### TASK BRIEF:
In the entries below, find the line with "self.origin + *self.offset.lock()" and the line with "pub fn observe(&mut"; give again those lines and every line between them, exactly.

### GIVEN RECORDS:
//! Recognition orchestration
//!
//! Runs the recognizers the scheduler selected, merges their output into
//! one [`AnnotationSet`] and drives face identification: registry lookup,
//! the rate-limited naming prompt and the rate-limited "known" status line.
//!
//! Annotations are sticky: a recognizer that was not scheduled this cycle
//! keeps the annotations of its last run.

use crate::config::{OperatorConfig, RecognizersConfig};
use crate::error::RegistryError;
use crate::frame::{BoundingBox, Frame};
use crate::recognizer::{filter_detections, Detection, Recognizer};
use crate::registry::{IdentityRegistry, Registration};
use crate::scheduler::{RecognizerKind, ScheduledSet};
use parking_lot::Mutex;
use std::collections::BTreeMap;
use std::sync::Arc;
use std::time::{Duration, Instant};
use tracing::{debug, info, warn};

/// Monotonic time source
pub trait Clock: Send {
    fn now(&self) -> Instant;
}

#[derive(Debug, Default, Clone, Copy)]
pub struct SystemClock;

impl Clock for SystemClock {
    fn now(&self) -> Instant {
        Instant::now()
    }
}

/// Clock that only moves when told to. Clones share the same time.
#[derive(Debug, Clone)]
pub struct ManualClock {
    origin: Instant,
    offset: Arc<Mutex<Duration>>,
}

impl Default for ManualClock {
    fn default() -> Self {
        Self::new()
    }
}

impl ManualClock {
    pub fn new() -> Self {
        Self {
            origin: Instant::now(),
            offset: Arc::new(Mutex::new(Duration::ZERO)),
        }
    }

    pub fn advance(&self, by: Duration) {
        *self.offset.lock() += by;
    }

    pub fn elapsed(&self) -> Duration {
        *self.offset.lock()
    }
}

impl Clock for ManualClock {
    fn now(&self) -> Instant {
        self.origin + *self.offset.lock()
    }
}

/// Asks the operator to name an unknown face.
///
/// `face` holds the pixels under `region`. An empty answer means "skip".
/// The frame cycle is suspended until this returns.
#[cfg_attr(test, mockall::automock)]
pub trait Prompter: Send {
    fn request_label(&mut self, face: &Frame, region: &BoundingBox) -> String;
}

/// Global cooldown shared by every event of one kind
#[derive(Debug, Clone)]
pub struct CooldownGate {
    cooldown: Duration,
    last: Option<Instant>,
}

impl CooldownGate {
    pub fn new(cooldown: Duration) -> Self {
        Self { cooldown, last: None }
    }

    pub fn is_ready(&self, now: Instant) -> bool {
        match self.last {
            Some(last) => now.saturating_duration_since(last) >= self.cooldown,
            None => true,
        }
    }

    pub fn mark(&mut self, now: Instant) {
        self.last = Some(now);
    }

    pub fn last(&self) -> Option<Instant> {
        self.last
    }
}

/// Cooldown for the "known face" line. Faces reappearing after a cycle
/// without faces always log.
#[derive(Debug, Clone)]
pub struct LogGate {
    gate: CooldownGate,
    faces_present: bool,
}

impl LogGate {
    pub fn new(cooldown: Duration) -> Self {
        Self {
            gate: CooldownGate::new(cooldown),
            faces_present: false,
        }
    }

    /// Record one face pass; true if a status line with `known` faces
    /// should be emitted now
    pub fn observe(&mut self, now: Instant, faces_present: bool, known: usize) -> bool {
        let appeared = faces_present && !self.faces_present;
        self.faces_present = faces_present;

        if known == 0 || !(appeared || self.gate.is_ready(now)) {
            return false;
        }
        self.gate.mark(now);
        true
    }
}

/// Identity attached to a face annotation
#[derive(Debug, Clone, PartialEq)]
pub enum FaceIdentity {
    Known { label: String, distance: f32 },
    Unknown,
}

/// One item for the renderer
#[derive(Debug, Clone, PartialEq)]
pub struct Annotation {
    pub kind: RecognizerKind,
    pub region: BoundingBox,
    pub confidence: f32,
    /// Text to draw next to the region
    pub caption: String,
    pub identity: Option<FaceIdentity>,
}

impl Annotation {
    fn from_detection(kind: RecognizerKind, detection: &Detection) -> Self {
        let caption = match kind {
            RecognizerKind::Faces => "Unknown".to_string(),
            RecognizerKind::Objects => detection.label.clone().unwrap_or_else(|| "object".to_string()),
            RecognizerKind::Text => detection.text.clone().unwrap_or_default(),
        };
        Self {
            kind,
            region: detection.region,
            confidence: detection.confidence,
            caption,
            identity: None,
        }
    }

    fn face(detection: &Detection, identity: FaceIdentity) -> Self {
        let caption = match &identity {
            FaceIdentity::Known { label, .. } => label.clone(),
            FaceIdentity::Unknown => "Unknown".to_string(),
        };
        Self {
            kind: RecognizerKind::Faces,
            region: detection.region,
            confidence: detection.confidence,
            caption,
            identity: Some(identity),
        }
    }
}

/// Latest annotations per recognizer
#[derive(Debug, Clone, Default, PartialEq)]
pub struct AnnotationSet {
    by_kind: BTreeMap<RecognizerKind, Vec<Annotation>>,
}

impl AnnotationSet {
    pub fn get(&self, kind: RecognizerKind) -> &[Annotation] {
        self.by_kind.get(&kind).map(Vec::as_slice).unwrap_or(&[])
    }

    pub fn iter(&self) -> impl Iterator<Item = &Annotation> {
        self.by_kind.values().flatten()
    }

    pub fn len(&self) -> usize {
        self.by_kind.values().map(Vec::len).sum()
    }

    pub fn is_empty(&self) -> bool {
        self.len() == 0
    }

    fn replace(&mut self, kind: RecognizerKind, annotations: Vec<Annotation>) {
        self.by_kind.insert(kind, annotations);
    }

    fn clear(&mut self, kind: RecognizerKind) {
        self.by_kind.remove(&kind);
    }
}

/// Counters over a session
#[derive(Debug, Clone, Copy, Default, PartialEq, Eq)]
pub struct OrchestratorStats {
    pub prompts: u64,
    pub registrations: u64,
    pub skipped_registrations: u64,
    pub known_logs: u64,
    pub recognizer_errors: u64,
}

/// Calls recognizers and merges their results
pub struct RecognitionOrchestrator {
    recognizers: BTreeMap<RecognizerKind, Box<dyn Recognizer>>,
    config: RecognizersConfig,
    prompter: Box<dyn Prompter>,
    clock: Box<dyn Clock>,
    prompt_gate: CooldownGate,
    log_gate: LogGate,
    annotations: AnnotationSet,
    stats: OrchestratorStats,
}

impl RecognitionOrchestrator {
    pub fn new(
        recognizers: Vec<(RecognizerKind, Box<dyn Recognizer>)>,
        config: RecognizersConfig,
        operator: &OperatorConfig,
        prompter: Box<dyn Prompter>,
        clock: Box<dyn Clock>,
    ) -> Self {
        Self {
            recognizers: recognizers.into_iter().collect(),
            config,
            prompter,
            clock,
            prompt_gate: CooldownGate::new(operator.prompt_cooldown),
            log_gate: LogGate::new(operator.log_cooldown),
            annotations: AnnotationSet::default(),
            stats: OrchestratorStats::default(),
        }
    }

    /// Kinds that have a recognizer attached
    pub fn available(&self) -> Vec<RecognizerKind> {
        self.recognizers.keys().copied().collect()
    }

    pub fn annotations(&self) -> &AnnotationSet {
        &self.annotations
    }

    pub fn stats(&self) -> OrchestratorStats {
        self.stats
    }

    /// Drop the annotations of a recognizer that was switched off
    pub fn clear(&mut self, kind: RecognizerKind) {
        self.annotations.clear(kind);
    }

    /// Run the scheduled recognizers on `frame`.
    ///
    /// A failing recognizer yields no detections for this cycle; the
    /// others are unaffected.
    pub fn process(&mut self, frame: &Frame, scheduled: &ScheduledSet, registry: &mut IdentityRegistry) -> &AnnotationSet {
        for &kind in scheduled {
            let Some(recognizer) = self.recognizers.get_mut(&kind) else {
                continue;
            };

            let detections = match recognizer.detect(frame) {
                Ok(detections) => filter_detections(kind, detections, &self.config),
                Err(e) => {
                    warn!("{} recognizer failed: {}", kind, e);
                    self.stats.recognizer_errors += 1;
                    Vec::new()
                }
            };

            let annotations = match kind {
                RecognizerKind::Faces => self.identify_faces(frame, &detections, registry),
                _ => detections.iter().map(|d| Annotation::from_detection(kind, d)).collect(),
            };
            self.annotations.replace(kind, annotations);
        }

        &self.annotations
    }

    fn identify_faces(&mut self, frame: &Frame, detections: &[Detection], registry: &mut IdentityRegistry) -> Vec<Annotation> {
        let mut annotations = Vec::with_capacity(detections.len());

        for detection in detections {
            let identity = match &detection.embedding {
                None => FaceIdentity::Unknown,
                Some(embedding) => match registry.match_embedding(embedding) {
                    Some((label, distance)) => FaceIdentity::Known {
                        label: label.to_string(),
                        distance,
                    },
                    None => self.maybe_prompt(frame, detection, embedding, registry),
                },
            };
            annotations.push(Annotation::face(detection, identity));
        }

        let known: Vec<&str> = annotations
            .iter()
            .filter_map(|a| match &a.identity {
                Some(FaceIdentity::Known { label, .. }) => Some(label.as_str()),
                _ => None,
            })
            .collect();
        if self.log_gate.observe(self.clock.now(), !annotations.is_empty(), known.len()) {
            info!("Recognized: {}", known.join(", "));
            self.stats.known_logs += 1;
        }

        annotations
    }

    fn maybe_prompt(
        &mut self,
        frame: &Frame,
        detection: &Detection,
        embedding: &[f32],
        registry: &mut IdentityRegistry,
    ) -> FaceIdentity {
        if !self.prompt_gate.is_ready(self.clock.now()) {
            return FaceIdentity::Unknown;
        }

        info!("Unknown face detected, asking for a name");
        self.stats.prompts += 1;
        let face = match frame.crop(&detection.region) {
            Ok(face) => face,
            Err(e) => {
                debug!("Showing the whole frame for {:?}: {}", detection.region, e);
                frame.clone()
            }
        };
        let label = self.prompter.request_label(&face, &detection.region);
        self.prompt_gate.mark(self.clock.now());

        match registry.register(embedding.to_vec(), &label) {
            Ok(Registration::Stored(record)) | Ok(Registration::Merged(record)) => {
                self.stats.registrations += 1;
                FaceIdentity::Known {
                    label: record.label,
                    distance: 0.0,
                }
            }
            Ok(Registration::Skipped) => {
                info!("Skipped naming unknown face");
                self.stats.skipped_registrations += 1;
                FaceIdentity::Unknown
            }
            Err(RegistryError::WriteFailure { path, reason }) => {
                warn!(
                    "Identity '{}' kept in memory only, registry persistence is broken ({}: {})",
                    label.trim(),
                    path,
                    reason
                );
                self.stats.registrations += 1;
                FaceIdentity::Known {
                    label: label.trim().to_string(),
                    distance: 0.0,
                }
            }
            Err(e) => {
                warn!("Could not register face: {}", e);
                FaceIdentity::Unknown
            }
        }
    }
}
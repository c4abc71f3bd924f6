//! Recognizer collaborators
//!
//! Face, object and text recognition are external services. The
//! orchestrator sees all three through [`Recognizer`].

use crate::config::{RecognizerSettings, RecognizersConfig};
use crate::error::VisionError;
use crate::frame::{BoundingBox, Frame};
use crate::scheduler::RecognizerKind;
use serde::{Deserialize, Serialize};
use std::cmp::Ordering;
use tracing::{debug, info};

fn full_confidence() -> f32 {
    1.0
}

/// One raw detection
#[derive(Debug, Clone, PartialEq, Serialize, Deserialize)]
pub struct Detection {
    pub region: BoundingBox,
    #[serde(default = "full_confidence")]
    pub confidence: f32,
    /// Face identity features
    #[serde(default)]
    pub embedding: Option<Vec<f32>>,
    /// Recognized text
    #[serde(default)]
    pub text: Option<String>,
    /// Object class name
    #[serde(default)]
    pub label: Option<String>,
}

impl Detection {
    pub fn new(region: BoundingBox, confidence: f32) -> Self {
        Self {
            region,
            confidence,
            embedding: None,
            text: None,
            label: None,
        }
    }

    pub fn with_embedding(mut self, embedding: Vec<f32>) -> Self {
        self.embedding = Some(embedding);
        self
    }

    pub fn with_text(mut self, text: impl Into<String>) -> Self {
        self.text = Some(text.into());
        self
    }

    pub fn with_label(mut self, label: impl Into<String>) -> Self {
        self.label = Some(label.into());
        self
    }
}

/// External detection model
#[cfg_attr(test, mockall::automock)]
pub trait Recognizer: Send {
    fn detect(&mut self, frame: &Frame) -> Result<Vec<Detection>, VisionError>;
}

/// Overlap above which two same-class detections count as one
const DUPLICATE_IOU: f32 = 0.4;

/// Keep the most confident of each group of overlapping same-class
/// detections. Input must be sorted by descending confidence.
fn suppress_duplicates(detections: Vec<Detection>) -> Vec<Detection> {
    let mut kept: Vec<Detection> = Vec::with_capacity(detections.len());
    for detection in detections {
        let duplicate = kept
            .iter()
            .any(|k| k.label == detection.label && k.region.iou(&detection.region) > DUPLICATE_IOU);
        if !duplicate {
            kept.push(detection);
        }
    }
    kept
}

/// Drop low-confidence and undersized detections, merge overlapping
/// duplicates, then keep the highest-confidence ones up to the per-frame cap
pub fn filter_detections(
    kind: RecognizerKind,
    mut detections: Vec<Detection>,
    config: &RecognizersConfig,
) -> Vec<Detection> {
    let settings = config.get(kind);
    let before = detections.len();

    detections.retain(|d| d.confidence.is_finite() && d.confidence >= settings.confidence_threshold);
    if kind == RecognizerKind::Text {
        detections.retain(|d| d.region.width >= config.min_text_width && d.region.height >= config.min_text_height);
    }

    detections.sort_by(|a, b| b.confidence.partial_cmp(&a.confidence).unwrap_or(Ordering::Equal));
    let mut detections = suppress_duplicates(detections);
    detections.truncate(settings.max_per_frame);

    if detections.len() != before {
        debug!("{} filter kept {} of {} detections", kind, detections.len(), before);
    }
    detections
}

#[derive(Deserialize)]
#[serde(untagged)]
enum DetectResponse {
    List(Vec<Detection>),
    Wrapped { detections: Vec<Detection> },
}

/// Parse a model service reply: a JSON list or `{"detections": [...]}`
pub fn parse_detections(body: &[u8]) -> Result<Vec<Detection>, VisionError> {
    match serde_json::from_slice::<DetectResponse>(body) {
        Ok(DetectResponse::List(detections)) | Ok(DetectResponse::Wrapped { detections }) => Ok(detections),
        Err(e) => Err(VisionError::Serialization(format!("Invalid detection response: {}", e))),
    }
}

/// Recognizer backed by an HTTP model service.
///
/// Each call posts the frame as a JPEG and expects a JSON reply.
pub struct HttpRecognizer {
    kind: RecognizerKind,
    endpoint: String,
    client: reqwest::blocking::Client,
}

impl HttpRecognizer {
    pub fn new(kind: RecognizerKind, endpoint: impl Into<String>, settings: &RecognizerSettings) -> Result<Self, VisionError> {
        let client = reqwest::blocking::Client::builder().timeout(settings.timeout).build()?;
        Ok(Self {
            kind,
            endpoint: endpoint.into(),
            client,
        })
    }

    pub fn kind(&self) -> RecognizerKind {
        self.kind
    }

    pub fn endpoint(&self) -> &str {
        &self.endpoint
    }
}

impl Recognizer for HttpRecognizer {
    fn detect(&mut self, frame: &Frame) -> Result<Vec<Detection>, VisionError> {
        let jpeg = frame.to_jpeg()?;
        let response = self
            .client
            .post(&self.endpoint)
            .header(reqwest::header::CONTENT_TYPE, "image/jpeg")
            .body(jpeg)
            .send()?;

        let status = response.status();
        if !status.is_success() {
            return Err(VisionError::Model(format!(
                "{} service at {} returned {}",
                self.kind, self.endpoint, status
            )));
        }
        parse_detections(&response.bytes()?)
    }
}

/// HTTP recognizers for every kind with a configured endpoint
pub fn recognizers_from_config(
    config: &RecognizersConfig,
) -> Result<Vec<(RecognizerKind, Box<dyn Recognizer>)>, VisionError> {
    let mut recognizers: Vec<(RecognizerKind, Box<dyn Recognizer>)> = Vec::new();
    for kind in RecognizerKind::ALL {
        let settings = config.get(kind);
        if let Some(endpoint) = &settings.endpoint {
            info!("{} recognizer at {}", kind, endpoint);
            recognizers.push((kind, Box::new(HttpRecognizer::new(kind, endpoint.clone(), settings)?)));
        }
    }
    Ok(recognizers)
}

### TASK RESPONSE:
        self.origin + *self.offset.lock()
    }
}

/// Asks the operator to name an unknown face.
///
/// `face` holds the pixels under `region`. An empty answer means "skip".
/// The frame cycle is suspended until this returns.
#[cfg_attr(test, mockall::automock)]
pub trait Prompter: Send {
    fn request_label(&mut self, face: &Frame, region: &BoundingBox) -> String;
}

/// Global cooldown shared by every event of one kind
#[derive(Debug, Clone)]
pub struct CooldownGate {
    cooldown: Duration,
    last: Option<Instant>,
}

impl CooldownGate {
    pub fn new(cooldown: Duration) -> Self {
        Self { cooldown, last: None }
    }

    pub fn is_ready(&self, now: Instant) -> bool {
        match self.last {
            Some(last) => now.saturating_duration_since(last) >= self.cooldown,
            None => true,
        }
    }

    pub fn mark(&mut self, now: Instant) {
        self.last = Some(now);
    }

    pub fn last(&self) -> Option<Instant> {
        self.last
    }
}

/// Cooldown for the "known face" line. Faces reappearing after a cycle
/// without faces always log.
#[derive(Debug, Clone)]
pub struct LogGate {
    gate: CooldownGate,
    faces_present: bool,
}

impl LogGate {
    pub fn new(cooldown: Duration) -> Self {
        Self {
            gate: CooldownGate::new(cooldown),
            faces_present: false,
        }
    }

    /// Record one face pass; true if a status line with `known` faces
    /// should be emitted now
    pub fn observe(&mut self, now: Instant, faces_present: bool, known: usize) -> bool {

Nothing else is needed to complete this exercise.